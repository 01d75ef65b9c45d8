use axum::{
	Json, Router,
	body::Bytes,
	extract::{Path, State},
	http::{StatusCode, header},
	response::{IntoResponse, Response},
	routing::{get, post},
};
use serde::Serialize;
use serde_json::Value;

use screener_service::{Dataset, Envelope};

use crate::state::AppState;

pub fn router(state: AppState) -> Router {
	Router::new()
		.route("/health", get(health))
		.route("/v1/adverse-media/search", post(search_adverse_media))
		.route("/v1/judgments/search", post(search_judgments))
		.route("/v1/events/{dataset}", post(handle_event))
		.with_state(state)
}

async fn health() -> StatusCode {
	StatusCode::OK
}

async fn search_adverse_media(State(state): State<AppState>, body: Bytes) -> Response {
	search(&state, Dataset::AdverseMedia, &body).await
}

async fn search_judgments(State(state): State<AppState>, body: Bytes) -> Response {
	search(&state, Dataset::Judgment, &body).await
}

/// Unwraps the envelope onto HTTP: its status code becomes the response status and its body the
/// response body.
async fn search(state: &AppState, dataset: Dataset, body: &[u8]) -> Response {
	let envelope = state.service.handle_event(dataset, &parse_event(body)).await;
	let status = StatusCode::from_u16(envelope.status_code)
		.unwrap_or(StatusCode::INTERNAL_SERVER_ERROR);

	(status, [(header::CONTENT_TYPE, "application/json")], envelope.body).into_response()
}

/// Returns the envelope itself, for callers that speak the event protocol.
async fn handle_event(
	State(state): State<AppState>,
	Path(dataset): Path<String>,
	body: Bytes,
) -> Result<Json<Envelope>, ApiError> {
	let dataset = Dataset::from_slug(&dataset).ok_or_else(|| {
		ApiError::new(StatusCode::NOT_FOUND, "unknown_dataset", format!("Unknown dataset {dataset:?}."))
	})?;
	let envelope = state.service.handle_event(dataset, &parse_event(&body)).await;

	Ok(Json(envelope))
}

/// A body that is not JSON is treated like an event without names.
fn parse_event(body: &[u8]) -> Value {
	serde_json::from_slice(body).unwrap_or(Value::Null)
}

#[derive(Debug, Serialize)]
struct ErrorBody {
	error_code: String,
	message: String,
}

#[derive(Debug)]
pub struct ApiError {
	status: StatusCode,
	error_code: String,
	message: String,
}
impl ApiError {
	fn new(status: StatusCode, error_code: impl Into<String>, message: impl Into<String>) -> Self {
		Self { status, error_code: error_code.into(), message: message.into() }
	}
}

impl IntoResponse for ApiError {
	fn into_response(self) -> Response {
		let body = ErrorBody { error_code: self.error_code, message: self.message };

		(self.status, Json(body)).into_response()
	}
}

++++++++++

_Exercise description_. Where in the entries above does the word "Value" appear? Copy each line that has it.

_Written solution_.
use serde_json::Value;
fn parse_event(body: &[u8]) -> Value {
	serde_json::from_slice(body).unwrap_or(Value::Null)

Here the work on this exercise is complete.